// Manual input capture.
//
// The raw-key hook only samples the shift state and enqueues the key onto an
// unbounded channel; a tokio task owns the accumulator and applies edits in
// arrival order. Stopping sends a `Finish` message down the same channel, so
// every key delivered before the stop is applied before the text is committed.

use std::sync::atomic::{AtomicBool, AtomicUsize, Ordering};
use std::sync::{Arc, Mutex, Weak};
use std::time::Duration;

use clipwright_core::keymap::{KeyAction, translate_key};
use thiserror::Error;
use tokio::sync::{mpsc, oneshot};
use tokio::task::JoinHandle;

use crate::buffer::{AppendOutcome, BufferStore};
use crate::sync::lock;
use crate::traits::{
    HookDecision, HookHandle, InputDriver, KeyDirection, KeyHookCallback, Modifier, RawKeyEvent,
};

const FINISH_TIMEOUT: Duration = Duration::from_secs(1);

#[derive(Debug, Error)]
pub enum CaptureError {
    #[error("already in typing mode")]
    AlreadyActive,

    #[error("not in typing mode")]
    NotActive,

    #[error("failed to register keyboard hook: {0}")]
    Hook(#[source] anyhow::Error),
}

enum CaptureMsg {
    Key { name: String, shift: bool },
    Finish(oneshot::Sender<String>),
}

struct ActiveCapture {
    hook: HookHandle,
    tx: mpsc::UnboundedSender<CaptureMsg>,
    worker: JoinHandle<()>,
    // Read by the hook; flipped before unregistering so late deliveries pass through.
    live: Arc<AtomicBool>,
}

#[derive(Debug, Clone, PartialEq, Eq)]
pub struct CaptureCommit {
    /// Trimmed captured text, if any.
    pub text: Option<String>,
    pub outcome: Option<AppendOutcome>,
}

pub struct InputCapture {
    driver: Arc<dyn InputDriver>,
    buffer: Arc<BufferStore>,
    active: Mutex<Option<ActiveCapture>>,
    accumulated: Arc<AtomicUsize>,
}

impl InputCapture {
    pub fn new(driver: Arc<dyn InputDriver>, buffer: Arc<BufferStore>) -> Self {
        Self {
            driver,
            buffer,
            active: Mutex::new(None),
            accumulated: Arc::new(AtomicUsize::new(0)),
        }
    }

    pub fn is_active(&self) -> bool {
        lock(&self.active).is_some()
    }

    /// Characters currently held in the accumulator.
    pub fn accumulated_chars(&self) -> usize {
        self.accumulated.load(Ordering::SeqCst)
    }

    /// Registers the raw-key hook and starts the accumulator task.
    /// Must be called from within a tokio runtime.
    pub fn start(&self) -> Result<(), CaptureError> {
        let mut active = lock(&self.active);
        if active.is_some() {
            return Err(CaptureError::AlreadyActive);
        }

        let (tx, rx) = mpsc::unbounded_channel();
        let live = Arc::new(AtomicBool::new(true));
        let callback = hook_callback(Arc::downgrade(&self.driver), tx.clone(), live.clone());

        let hook = self
            .driver
            .register_key_hook(callback)
            .map_err(CaptureError::Hook)?;

        self.accumulated.store(0, Ordering::SeqCst);
        let worker = tokio::spawn(accumulate(rx, self.accumulated.clone()));

        *active = Some(ActiveCapture {
            hook,
            tx,
            worker,
            live,
        });
        log::info!("typing mode started");
        Ok(())
    }

    /// Unhooks, then commits the trimmed accumulator as one buffer item.
    pub async fn stop(&self) -> Result<CaptureCommit, CaptureError> {
        let capture = lock(&self.active).take().ok_or(CaptureError::NotActive)?;
        let text = self.finish(capture).await;

        let text = Some(text.trim().to_string()).filter(|t| !t.is_empty());
        let outcome = text.as_deref().map(|t| self.buffer.append(t));
        match &outcome {
            Some(AppendOutcome::Appended(n)) => log::info!("typing mode stopped, added item {n}"),
            Some(other) => log::info!("typing mode stopped, nothing stored ({other:?})"),
            None => log::info!("typing mode stopped, no input was typed"),
        }
        Ok(CaptureCommit { text, outcome })
    }

    /// Unhooks and drops the accumulator without committing.
    pub async fn discard(&self) -> bool {
        let Some(capture) = lock(&self.active).take() else {
            return false;
        };
        let _ = self.finish(capture).await;
        log::info!("typing mode discarded");
        true
    }

    async fn finish(&self, capture: ActiveCapture) -> String {
        capture.live.store(false, Ordering::SeqCst);
        self.driver.unregister_key_hook(capture.hook);

        let (reply_tx, reply_rx) = oneshot::channel();
        let text = if capture.tx.send(CaptureMsg::Finish(reply_tx)).is_ok() {
            match tokio::time::timeout(FINISH_TIMEOUT, reply_rx).await {
                Ok(Ok(text)) => text,
                _ => {
                    log::warn!("capture task did not report its text; dropping it");
                    capture.worker.abort();
                    String::new()
                }
            }
        } else {
            String::new()
        };

        self.accumulated.store(0, Ordering::SeqCst);
        text
    }
}

fn hook_callback(
    driver: Weak<dyn InputDriver>,
    tx: mpsc::UnboundedSender<CaptureMsg>,
    live: Arc<AtomicBool>,
) -> KeyHookCallback {
    Arc::new(move |event: &RawKeyEvent| {
        if !live.load(Ordering::SeqCst) || event.direction != KeyDirection::Down {
            return HookDecision::PassThrough;
        }

        let Some(driver) = driver.upgrade() else {
            return HookDecision::PassThrough;
        };
        // Shortcuts such as Ctrl+C belong to the host, not to the captured text.
        if [Modifier::Control, Modifier::Alt, Modifier::Meta]
            .into_iter()
            .any(|m| driver.is_modifier_pressed(m))
        {
            return HookDecision::PassThrough;
        }
        let shift = driver.is_modifier_pressed(Modifier::Shift);

        // Modifiers and function keys keep reaching the host.
        let name = event.name.to_ascii_lowercase();
        if translate_key(&name, shift) == KeyAction::Ignore {
            return HookDecision::PassThrough;
        }

        // Unbounded send never blocks the hook thread.
        if tx.send(CaptureMsg::Key { name, shift }).is_err() {
            log::debug!("typing mode already finished; dropped key {:?}", event.name);
            return HookDecision::PassThrough;
        }
        HookDecision::Consume
    })
}

async fn accumulate(mut rx: mpsc::UnboundedReceiver<CaptureMsg>, count: Arc<AtomicUsize>) {
    let mut text = String::new();
    while let Some(msg) = rx.recv().await {
        match msg {
            CaptureMsg::Key { name, shift } => {
                match translate_key(&name, shift) {
                    KeyAction::Insert(c) => text.push(c),
                    KeyAction::Backspace => {
                        text.pop();
                    }
                    KeyAction::Ignore => {}
                }
                count.store(text.chars().count(), Ordering::SeqCst);
            }
            CaptureMsg::Finish(reply) => {
                let _ = reply.send(text);
                return;
            }
        }
    }
}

• _Exercise details_: Give the entries again in full, exactly as they are written.

• _The completed task_:
// Manual input capture.
//
// The raw-key hook only samples the shift state and enqueues the key onto an
// unbounded channel; a tokio task owns the accumulator and applies edits in
// arrival order. Stopping sends a `Finish` message down the same channel, so
// every key delivered before the stop is applied before the text is committed.

use std::sync::atomic::{AtomicBool, AtomicUsize, Ordering};
use std::sync::{Arc, Mutex, Weak};
use std::time::Duration;

use clipwright_core::keymap::{KeyAction, translate_key};
use thiserror::Error;
use tokio::sync::{mpsc, oneshot};
use tokio::task::JoinHandle;

use crate::buffer::{AppendOutcome, BufferStore};
use crate::sync::lock;
use crate::traits::{
    HookDecision, HookHandle, InputDriver, KeyDirection, KeyHookCallback, Modifier, RawKeyEvent,
};

const FINISH_TIMEOUT: Duration = Duration::from_secs(1);

#[derive(Debug, Error)]
pub enum CaptureError {
    #[error("already in typing mode")]
    AlreadyActive,

    #[error("not in typing mode")]
    NotActive,

    #[error("failed to register keyboard hook: {0}")]
    Hook(#[source] anyhow::Error),
}

enum CaptureMsg {
    Key { name: String, shift: bool },
    Finish(oneshot::Sender<String>),
}

struct ActiveCapture {
    hook: HookHandle,
    tx: mpsc::UnboundedSender<CaptureMsg>,
    worker: JoinHandle<()>,
    // Read by the hook; flipped before unregistering so late deliveries pass through.
    live: Arc<AtomicBool>,
}

#[derive(Debug, Clone, PartialEq, Eq)]
pub struct CaptureCommit {
    /// Trimmed captured text, if any.
    pub text: Option<String>,
    pub outcome: Option<AppendOutcome>,
}

pub struct InputCapture {
    driver: Arc<dyn InputDriver>,
    buffer: Arc<BufferStore>,
    active: Mutex<Option<ActiveCapture>>,
    accumulated: Arc<AtomicUsize>,
}

impl InputCapture {
    pub fn new(driver: Arc<dyn InputDriver>, buffer: Arc<BufferStore>) -> Self {
        Self {
            driver,
            buffer,
            active: Mutex::new(None),
            accumulated: Arc::new(AtomicUsize::new(0)),
        }
    }

    pub fn is_active(&self) -> bool {
        lock(&self.active).is_some()
    }

    /// Characters currently held in the accumulator.
    pub fn accumulated_chars(&self) -> usize {
        self.accumulated.load(Ordering::SeqCst)
    }

    /// Registers the raw-key hook and starts the accumulator task.
    /// Must be called from within a tokio runtime.
    pub fn start(&self) -> Result<(), CaptureError> {
        let mut active = lock(&self.active);
        if active.is_some() {
            return Err(CaptureError::AlreadyActive);
        }

        let (tx, rx) = mpsc::unbounded_channel();
        let live = Arc::new(AtomicBool::new(true));
        let callback = hook_callback(Arc::downgrade(&self.driver), tx.clone(), live.clone());

        let hook = self
            .driver
            .register_key_hook(callback)
            .map_err(CaptureError::Hook)?;

        self.accumulated.store(0, Ordering::SeqCst);
        let worker = tokio::spawn(accumulate(rx, self.accumulated.clone()));

        *active = Some(ActiveCapture {
            hook,
            tx,
            worker,
            live,
        });
        log::info!("typing mode started");
        Ok(())
    }

    /// Unhooks, then commits the trimmed accumulator as one buffer item.
    pub async fn stop(&self) -> Result<CaptureCommit, CaptureError> {
        let capture = lock(&self.active).take().ok_or(CaptureError::NotActive)?;
        let text = self.finish(capture).await;

        let text = Some(text.trim().to_string()).filter(|t| !t.is_empty());
        let outcome = text.as_deref().map(|t| self.buffer.append(t));
        match &outcome {
            Some(AppendOutcome::Appended(n)) => log::info!("typing mode stopped, added item {n}"),
            Some(other) => log::info!("typing mode stopped, nothing stored ({other:?})"),
            None => log::info!("typing mode stopped, no input was typed"),
        }
        Ok(CaptureCommit { text, outcome })
    }

    /// Unhooks and drops the accumulator without committing.
    pub async fn discard(&self) -> bool {
        let Some(capture) = lock(&self.active).take() else {
            return false;
        };
        let _ = self.finish(capture).await;
        log::info!("typing mode discarded");
        true
    }

    async fn finish(&self, capture: ActiveCapture) -> String {
        capture.live.store(false, Ordering::SeqCst);
        self.driver.unregister_key_hook(capture.hook);

        let (reply_tx, reply_rx) = oneshot::channel();
        let text = if capture.tx.send(CaptureMsg::Finish(reply_tx)).is_ok() {
            match tokio::time::timeout(FINISH_TIMEOUT, reply_rx).await {
                Ok(Ok(text)) => text,
                _ => {
                    log::warn!("capture task did not report its text; dropping it");
                    capture.worker.abort();
                    String::new()
                }
            }
        } else {
            String::new()
        };

        self.accumulated.store(0, Ordering::SeqCst);
        text
    }
}

fn hook_callback(
    driver: Weak<dyn InputDriver>,
    tx: mpsc::UnboundedSender<CaptureMsg>,
    live: Arc<AtomicBool>,
) -> KeyHookCallback {
    Arc::new(move |event: &RawKeyEvent| {
        if !live.load(Ordering::SeqCst) || event.direction != KeyDirection::Down {
            return HookDecision::PassThrough;
        }

        let Some(driver) = driver.upgrade() else {
            return HookDecision::PassThrough;
        };
        // Shortcuts such as Ctrl+C belong to the host, not to the captured text.
        if [Modifier::Control, Modifier::Alt, Modifier::Meta]
            .into_iter()
            .any(|m| driver.is_modifier_pressed(m))
        {
            return HookDecision::PassThrough;
        }
        let shift = driver.is_modifier_pressed(Modifier::Shift);

        // Modifiers and function keys keep reaching the host.
        let name = event.name.to_ascii_lowercase();
        if translate_key(&name, shift) == KeyAction::Ignore {
            return HookDecision::PassThrough;
        }

        // Unbounded send never blocks the hook thread.
        if tx.send(CaptureMsg::Key { name, shift }).is_err() {
            log::debug!("typing mode already finished; dropped key {:?}", event.name);
            return HookDecision::PassThrough;
        }
        HookDecision::Consume
    })
}

async fn accumulate(mut rx: mpsc::UnboundedReceiver<CaptureMsg>, count: Arc<AtomicUsize>) {
    let mut text = String::new();
    while let Some(msg) = rx.recv().await {
        match msg {
            CaptureMsg::Key { name, shift } => {
                match translate_key(&name, shift) {
                    KeyAction::Insert(c) => text.push(c),
                    KeyAction::Backspace => {
                        text.pop();
                    }
                    KeyAction::Ignore => {}
                }
                count.store(text.chars().count(), Ordering::SeqCst);
            }
            CaptureMsg::Finish(reply) => {
                let _ = reply.send(text);
                return;
            }
        }
    }
}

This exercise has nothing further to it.